To me, and I’ll bet to most women, a purse is my home away from home, maybe the way a car is to some men. It’s what I live out of when I leave the house, so it needs to hold everything I might need, and it needs to be arranged, like a house, in a way that’s useful and comfortable. The various compartments must be the right size, shape and place, just like the kitchen and bathroom and closets in a house, although I suppose you could say in a purse it’s all closets.
These are the necessities: size and shape on the tall side with at least one open pocket for a magazine or notebook, sunglasses, boarding pass when traveling; one small outside pocket for my phone; another taller outside pocket for a water bottle; an outside zipper pocket for pens, tissues, business cards, my Creon pill bottle (I have only half a pancreas and have to take a pancreatic enzyme every time I eat, but that’s another story). Inside: room for wallet, tiny umbrella, hairbrush, small cosmetic bag for lipsticks, mirror, moist wipes etc.; inside pocket for a pill bottle with ibuprofen, antacids, Benadryl, and a small toothbrush and paste. You see, I do live out of my purse.
I am a sucker for those cheesy catalogues that come in the mail and love to thumb through them. Walter Drake is probably my favorite to look through and then discard. (I got another recently, a Walter Drake look-alike, but when I started browsing I realized that AARP must have sold its data base, because every single item was geezer-related: incontinence wear, shower seats, booster chairs, compression hose and socks—things I might expect to buy for someone a whole generation older than me, but I guess I must be in that demographic despite the fact that I need none of those items—none, and hope not to need them for years to come!)

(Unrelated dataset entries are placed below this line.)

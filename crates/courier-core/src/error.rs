//! Error types for delivery event ingestion.
//!
//! The ingestion core distinguishes two failure classes: configuration
//! problems that must abort the offending call (missing credential, empty
//! topic table) and publish dispatch failures the caller should treat as a
//! failed operation. Transport failures that surface after dispatch are
//! logged by the pipeline and never reach the caller.

use thiserror::Error;

/// Result type alias for ingestion operations.
pub type Result<T> = std::result::Result<T, IngestError>;

/// Error type for the ingestion core.
#[derive(Debug, Clone, Error)]
pub enum IngestError {
    /// A required configuration value is missing or invalid.
    ///
    /// Fatal for the offending call. Never retried by this core.
    #[error("configuration error: {message}")]
    Configuration {
        /// Description of the missing or invalid configuration
        message: String,
    },

    /// Dispatching an event to the transport failed.
    ///
    /// Covers payload serialization failures and synchronous transport
    /// rejection while initiating a publish. The whole operation should be
    /// treated as failed by the caller.
    #[error("event publish failed: {message}")]
    PublishFailure {
        /// Description of the dispatch failure
        message: String,
    },
}

impl IngestError {
    /// Creates a configuration error from a message.
    pub fn configuration(message: impl Into<String>) -> Self {
        Self::Configuration { message: message.into() }
    }

    /// Creates a publish failure from a message.
    pub fn publish_failure(message: impl Into<String>) -> Self {
        Self::PublishFailure { message: message.into() }
    }

    /// Returns `true` for configuration errors.
    ///
    /// Configuration errors indicate the service is misconfigured and the
    /// same call will keep failing until the configuration changes.
    pub fn is_configuration(&self) -> bool {
        matches!(self, Self::Configuration { .. })
    }
}

impl From<serde_json::Error> for IngestError {
    fn from(err: serde_json::Error) -> Self {
        Self::PublishFailure { message: format!("payload serialization failed: {err}") }
    }
}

Once I have perused the catalogue and picked out the items I might order, I toss it in recycling, because I have learned that the catalogue is a fantasy. Photos make things look bigger (and better) than they turn out to be when they arrive. There was a purse that looked like it might be just right, and then I read the dimensions: 8×8 1/2×1. They called it a messenger bag, but for whom? Tom Thumb? The photo showed the purse over an arm and it looked quite large until you noticed the scale with the forearm and the bend of the hand. Into the recycling once more and the quest for the perfect purse continues.

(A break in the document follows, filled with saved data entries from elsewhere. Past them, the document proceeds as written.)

//! Asynchronous publish pipeline.
//!
//! Takes a built envelope, acquires a pooled connection, and initiates the
//! transport publish without awaiting it. The caller returns as soon as the
//! call is dispatched; the in-flight future runs on a spawned task whose
//! only job is to observe the outcome and log failures. Nothing retries
//! here and no completion signal reaches the caller.

use std::sync::Arc;

use courier_core::{EventEnvelope, IngestError, Result};
use tracing::{debug, info_span, warn, Instrument};

use crate::pool::ConnectionPool;

/// Publishes envelopes through pool-acquired connections.
#[derive(Debug, Clone)]
pub struct PublishPipeline {
    pool: Arc<ConnectionPool>,
}

impl PublishPipeline {
    /// Creates a pipeline over the given pool.
    pub fn new(pool: Arc<ConnectionPool>) -> Self {
        Self { pool }
    }

    /// Dispatches one envelope to the transport, fire-and-forget.
    ///
    /// Returns once the asynchronous publish has been initiated; the
    /// completion task is spawned onto the ambient tokio runtime. Events
    /// may reach the bus in any order relative to other concurrent
    /// publishes.
    ///
    /// # Errors
    ///
    /// Returns [`IngestError::Configuration`] when no connection can be
    /// acquired, and [`IngestError::PublishFailure`] when the transport
    /// refuses to dispatch the call. Failures after dispatch are logged,
    /// not returned.
    pub fn publish(&self, envelope: EventEnvelope) -> Result<()> {
        let connection = self.pool.acquire()?;

        let span = info_span!(
            "event_publish",
            event_id = %envelope.id,
            event_type = %envelope.event_type,
            topic = %envelope.topic,
        );
        let _entered = span.enter();

        let in_flight = connection
            .publish(self.pool.endpoint(), vec![envelope])
            .map_err(|e| IngestError::publish_failure(e.to_string()))?;

        drop(_entered);
        tokio::spawn(
            async move {
                match in_flight.await {
                    Ok(()) => debug!("event published"),
                    Err(error) => warn!(error = %error, "event publish failed after dispatch"),
                }
            }
            .instrument(span),
        );

        Ok(())
    }
}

I have a couple that almost qualify but fall short for one reason or another. I paid $80 some years ago for a brown leather purse that had everything—it was huge. And it was heavy. The perfect purse is probably not leather because it adds too much weight. Microfiber is good. I used to have a black microfiber bag that was almost perfect, and it got wet at a ride at Cedar Point, Ohio’s (and in my opinion, the world’s) best amusement park in 2008. (The sign said “You WILL get wet!” but I thought we’d just get splashed, not totally soaked. Early in this trip for my high school reunion, my phone and digital camera were ruined. I bought a disposable camera for the trip and had to replace the phone and camera when we got home.) We went to the Huron County Fair a few days later and there I bought a big leather purse that I like a lot but it’s wide rather than tall (and there’s that leather thing). The black microfiber ended up in a trash bin at an Ohio Turnpike rest area.
Every purse I own seemed perfect when it was acquired. The teal one has all the right parts, but it’s too big and becomes a junk magnet. When we went to South America it held my husband’s Mac laptop, my music folder, snacks—it was carryon luggage.
I have two that are almost perfect. I paid $4 for the black and white one at a thrift store, and the safari tan one was $5 in Eureka Springs, Arkansas, when we were traveling over the holidays. But the fabric is stiff and scratchy, and there is only one small outside pocket, so do I put my phone or my water bottle in it?
So I switch around a lot, which is a pain in itself because I have little trinkets that hang on the zippers—a St. Bernard my older daughter got in Switzerland, a little metal sun a friend gave me, and a Mother’s Day tag from my younger daughter. They are talismans that have to be moved along with all the crap in the purse every time I change to a different one.
I have a friend who makes purses. I may try it—there are tons of patterns on the Internet, and I can go to a fabric store and browse, or reverse-engineer the scratchy safari bag and make it in nicer fabric. It would be an interesting challenge to create my perfect purse. In the meantime I need to turn most of the current lot over to Goodwill.